### [ACTIVITY]
Work through the data below and copy out every line where "text" is found.

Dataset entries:
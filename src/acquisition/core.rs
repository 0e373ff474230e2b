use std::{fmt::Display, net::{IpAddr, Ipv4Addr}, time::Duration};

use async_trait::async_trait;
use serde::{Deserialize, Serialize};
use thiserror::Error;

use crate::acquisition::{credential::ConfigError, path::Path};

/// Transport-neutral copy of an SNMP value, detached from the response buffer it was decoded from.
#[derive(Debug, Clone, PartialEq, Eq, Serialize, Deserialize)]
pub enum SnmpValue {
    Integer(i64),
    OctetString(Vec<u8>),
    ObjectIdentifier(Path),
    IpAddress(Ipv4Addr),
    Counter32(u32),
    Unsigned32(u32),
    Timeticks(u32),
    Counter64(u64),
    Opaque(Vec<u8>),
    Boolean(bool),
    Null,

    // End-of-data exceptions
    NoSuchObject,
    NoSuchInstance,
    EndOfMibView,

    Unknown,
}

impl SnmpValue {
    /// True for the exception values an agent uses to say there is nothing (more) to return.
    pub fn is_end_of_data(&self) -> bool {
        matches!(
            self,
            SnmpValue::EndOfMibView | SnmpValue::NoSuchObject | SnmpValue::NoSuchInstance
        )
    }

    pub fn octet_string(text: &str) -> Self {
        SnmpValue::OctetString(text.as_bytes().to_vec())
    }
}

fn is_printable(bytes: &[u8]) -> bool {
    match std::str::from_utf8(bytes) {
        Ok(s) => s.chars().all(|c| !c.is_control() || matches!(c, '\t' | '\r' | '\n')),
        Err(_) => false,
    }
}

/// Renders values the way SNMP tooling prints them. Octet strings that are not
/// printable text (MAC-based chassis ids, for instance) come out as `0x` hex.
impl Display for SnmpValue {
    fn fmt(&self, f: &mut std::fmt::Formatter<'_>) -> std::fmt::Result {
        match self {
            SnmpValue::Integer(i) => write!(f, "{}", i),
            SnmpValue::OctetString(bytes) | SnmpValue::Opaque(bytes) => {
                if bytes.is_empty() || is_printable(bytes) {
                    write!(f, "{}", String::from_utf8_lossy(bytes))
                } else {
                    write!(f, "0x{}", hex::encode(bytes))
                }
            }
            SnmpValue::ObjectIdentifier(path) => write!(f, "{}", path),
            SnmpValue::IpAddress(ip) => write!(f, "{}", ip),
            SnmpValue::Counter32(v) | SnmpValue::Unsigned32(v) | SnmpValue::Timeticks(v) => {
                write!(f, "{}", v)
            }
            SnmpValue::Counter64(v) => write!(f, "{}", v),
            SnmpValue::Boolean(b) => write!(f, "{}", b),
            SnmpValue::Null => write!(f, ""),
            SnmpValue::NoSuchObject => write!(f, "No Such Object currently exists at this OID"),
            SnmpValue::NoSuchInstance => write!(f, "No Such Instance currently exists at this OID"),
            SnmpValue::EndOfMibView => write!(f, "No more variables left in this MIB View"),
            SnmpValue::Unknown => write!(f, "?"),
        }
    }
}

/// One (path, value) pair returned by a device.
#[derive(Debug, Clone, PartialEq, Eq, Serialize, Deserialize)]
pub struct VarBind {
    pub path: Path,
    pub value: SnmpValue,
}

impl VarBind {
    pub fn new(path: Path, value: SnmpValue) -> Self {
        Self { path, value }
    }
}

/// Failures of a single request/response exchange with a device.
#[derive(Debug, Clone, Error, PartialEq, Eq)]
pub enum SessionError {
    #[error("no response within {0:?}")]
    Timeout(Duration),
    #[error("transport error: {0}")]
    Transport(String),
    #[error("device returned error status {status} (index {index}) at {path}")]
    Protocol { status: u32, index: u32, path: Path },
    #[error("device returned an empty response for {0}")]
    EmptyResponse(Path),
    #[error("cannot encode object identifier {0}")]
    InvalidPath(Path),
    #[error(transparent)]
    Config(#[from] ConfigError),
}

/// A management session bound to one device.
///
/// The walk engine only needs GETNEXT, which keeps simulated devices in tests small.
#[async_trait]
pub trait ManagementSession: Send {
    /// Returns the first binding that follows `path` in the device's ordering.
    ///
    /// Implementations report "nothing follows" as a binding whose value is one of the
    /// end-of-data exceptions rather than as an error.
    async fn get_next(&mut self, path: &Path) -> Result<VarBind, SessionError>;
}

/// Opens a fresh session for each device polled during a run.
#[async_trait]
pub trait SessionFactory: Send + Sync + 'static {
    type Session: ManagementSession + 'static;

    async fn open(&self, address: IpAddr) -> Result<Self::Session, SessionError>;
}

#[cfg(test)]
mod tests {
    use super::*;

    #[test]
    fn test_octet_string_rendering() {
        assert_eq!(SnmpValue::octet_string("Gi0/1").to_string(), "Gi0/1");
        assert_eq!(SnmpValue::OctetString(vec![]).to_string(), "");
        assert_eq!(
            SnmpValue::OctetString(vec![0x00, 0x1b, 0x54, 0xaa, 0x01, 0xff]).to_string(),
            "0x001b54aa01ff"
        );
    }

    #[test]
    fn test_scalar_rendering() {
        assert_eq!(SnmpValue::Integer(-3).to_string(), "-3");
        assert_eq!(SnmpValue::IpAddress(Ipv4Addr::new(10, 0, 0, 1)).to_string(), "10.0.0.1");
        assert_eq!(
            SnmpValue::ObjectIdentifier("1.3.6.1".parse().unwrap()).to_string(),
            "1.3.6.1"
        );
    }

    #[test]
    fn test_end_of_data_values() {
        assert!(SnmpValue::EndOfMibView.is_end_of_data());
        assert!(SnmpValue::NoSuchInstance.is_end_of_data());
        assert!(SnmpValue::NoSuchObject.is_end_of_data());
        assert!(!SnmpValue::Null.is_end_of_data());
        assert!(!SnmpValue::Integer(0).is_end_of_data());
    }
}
---
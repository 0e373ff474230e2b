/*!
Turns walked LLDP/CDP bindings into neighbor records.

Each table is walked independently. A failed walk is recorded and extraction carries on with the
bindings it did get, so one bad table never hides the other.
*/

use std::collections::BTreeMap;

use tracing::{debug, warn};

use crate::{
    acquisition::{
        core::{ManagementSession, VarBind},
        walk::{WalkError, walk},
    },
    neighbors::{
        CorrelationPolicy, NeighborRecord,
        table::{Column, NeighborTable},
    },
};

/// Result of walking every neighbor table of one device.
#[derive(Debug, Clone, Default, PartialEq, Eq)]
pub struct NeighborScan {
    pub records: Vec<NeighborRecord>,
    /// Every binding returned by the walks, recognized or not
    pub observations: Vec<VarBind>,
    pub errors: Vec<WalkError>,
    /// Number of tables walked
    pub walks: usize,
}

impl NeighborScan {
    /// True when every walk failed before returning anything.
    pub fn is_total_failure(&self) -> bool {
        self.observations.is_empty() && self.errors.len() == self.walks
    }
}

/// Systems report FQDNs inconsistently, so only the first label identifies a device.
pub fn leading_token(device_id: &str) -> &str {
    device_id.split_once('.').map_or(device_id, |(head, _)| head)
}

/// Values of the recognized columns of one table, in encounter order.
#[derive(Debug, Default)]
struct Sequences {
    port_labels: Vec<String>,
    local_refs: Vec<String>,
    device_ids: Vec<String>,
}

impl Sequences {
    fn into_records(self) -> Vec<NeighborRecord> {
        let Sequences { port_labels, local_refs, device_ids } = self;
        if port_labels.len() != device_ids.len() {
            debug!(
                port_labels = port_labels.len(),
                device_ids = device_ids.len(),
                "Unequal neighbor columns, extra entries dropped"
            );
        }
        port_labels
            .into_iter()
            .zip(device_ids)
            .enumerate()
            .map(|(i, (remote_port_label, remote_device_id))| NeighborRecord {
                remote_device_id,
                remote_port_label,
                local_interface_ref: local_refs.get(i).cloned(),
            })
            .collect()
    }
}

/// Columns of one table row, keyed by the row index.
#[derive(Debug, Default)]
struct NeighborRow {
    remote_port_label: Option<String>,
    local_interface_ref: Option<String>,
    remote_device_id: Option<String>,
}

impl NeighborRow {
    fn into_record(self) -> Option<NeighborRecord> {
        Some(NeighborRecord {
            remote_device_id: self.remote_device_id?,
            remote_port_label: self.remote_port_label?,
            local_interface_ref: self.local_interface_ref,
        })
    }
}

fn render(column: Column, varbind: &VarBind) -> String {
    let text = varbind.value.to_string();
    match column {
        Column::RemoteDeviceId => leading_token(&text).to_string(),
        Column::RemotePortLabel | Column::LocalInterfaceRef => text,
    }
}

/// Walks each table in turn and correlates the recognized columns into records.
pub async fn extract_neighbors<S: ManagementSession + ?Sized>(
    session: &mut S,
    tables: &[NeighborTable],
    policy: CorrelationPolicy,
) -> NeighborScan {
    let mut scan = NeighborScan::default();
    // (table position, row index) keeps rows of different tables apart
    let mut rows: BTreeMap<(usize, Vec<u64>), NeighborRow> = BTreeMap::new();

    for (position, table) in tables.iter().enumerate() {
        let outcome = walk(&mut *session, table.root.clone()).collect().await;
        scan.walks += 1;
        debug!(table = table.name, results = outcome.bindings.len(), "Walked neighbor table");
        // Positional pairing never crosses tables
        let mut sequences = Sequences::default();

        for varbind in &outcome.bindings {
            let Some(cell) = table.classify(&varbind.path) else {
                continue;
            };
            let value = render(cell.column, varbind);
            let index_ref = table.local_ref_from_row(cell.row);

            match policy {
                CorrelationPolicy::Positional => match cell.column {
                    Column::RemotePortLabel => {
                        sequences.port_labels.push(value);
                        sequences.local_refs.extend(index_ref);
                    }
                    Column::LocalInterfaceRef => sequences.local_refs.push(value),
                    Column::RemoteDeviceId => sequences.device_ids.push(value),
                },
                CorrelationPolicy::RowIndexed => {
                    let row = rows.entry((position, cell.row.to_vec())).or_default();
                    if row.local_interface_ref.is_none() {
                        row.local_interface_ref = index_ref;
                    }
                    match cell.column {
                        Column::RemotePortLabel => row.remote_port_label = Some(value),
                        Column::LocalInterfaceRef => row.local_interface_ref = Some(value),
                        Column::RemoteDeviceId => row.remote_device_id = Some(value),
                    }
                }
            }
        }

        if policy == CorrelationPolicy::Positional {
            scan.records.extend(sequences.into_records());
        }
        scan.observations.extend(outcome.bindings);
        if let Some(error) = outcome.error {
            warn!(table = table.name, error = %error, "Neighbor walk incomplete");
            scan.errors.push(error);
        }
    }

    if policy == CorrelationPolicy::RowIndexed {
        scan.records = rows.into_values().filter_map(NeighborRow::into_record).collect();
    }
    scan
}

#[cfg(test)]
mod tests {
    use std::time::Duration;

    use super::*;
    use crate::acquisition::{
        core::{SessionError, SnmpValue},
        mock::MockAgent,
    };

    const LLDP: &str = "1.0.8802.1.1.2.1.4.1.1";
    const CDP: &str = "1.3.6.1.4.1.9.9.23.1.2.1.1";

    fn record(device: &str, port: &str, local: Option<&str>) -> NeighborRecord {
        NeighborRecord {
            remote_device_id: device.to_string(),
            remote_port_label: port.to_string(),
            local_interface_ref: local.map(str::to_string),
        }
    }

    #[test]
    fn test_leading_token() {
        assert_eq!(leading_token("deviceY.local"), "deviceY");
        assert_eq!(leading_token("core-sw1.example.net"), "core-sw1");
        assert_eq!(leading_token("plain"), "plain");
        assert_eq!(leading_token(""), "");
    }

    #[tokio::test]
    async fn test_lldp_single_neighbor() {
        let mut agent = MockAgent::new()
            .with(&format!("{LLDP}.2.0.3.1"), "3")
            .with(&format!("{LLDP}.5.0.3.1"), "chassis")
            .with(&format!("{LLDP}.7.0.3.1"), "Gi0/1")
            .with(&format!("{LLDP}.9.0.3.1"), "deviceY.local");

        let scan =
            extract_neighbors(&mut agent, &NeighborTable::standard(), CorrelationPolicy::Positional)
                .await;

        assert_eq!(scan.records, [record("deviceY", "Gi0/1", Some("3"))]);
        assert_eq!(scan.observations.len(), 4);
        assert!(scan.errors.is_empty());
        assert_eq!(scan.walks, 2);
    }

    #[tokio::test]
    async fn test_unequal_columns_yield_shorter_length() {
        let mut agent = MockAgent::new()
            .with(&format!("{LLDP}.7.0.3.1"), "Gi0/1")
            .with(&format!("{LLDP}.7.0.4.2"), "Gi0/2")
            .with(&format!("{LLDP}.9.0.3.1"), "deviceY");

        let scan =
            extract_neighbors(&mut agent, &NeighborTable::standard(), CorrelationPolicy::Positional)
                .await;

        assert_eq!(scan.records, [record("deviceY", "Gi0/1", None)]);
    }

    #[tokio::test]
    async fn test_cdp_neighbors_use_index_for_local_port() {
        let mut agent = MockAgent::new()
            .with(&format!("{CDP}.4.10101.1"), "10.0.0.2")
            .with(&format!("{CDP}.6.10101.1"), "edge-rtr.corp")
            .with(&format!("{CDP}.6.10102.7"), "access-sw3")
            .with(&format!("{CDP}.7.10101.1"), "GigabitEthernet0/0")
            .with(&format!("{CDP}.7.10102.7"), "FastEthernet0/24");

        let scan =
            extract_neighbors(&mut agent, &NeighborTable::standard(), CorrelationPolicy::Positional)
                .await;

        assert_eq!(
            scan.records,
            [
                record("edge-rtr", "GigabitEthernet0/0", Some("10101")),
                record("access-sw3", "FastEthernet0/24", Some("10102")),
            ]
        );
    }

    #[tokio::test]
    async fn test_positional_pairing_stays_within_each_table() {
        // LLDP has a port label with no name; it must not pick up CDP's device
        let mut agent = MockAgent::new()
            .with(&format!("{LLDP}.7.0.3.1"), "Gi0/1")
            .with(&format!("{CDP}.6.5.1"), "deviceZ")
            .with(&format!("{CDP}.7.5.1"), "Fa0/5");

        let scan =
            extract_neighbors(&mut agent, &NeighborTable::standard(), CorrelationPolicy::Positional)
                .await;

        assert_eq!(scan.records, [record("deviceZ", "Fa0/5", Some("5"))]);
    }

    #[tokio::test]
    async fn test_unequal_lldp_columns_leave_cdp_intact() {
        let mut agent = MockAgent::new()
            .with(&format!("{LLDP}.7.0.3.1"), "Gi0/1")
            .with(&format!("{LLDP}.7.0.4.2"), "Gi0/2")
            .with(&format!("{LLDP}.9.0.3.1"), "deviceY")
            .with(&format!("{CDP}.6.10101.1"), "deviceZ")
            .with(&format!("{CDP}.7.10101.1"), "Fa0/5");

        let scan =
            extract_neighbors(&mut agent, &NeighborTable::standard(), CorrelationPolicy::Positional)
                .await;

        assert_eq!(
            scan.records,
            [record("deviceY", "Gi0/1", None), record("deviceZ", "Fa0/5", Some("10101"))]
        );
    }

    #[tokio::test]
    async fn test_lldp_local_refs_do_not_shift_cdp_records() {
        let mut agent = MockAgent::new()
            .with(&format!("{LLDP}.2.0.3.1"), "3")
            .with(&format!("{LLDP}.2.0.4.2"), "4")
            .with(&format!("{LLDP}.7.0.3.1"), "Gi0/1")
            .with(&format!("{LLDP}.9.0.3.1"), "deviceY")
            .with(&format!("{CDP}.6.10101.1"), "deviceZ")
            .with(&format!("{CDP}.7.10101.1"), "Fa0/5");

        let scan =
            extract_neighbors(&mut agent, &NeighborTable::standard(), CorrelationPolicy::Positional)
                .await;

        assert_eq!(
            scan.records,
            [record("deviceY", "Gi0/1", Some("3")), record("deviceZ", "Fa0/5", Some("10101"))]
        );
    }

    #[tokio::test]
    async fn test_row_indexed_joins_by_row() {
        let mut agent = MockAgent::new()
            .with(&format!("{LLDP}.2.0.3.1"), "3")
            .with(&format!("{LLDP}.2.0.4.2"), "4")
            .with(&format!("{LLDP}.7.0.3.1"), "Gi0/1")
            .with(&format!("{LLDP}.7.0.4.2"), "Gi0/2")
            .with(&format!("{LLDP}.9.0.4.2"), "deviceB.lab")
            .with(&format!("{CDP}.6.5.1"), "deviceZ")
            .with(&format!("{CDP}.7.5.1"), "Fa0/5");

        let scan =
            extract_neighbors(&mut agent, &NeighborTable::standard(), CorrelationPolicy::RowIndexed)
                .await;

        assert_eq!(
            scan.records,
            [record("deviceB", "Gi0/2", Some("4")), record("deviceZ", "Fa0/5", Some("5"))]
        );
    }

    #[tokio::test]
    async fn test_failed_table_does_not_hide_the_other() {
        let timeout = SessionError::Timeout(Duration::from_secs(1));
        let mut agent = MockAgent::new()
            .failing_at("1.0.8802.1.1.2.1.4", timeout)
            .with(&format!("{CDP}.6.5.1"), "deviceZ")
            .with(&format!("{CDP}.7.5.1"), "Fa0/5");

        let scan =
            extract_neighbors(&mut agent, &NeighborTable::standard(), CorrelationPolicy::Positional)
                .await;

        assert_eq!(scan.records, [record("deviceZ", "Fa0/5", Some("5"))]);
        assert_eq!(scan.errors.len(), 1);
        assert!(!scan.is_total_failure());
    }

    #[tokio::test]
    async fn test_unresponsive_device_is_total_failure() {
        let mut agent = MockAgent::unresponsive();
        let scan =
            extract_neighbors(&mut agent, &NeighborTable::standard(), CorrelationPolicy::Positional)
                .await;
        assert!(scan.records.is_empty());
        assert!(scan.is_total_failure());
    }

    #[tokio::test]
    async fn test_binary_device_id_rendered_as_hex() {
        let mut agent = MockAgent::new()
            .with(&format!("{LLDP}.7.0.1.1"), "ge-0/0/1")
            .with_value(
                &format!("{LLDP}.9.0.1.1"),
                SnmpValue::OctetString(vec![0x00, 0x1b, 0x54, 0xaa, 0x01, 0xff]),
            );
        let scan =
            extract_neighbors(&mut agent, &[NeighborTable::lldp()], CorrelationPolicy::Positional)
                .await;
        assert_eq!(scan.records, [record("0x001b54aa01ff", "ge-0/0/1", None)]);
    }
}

### [RESPONSE TO THIS EXERCISE]
    pub fn octet_string(text: &str) -> Self {
        SnmpValue::OctetString(text.as_bytes().to_vec())
/// printable text (MAC-based chassis ids, for instance) come out as `0x` hex.
    let text = varbind.value.to_string();
        Column::RemoteDeviceId => leading_token(&text).to_string(),
        Column::RemotePortLabel | Column::LocalInterfaceRef => text,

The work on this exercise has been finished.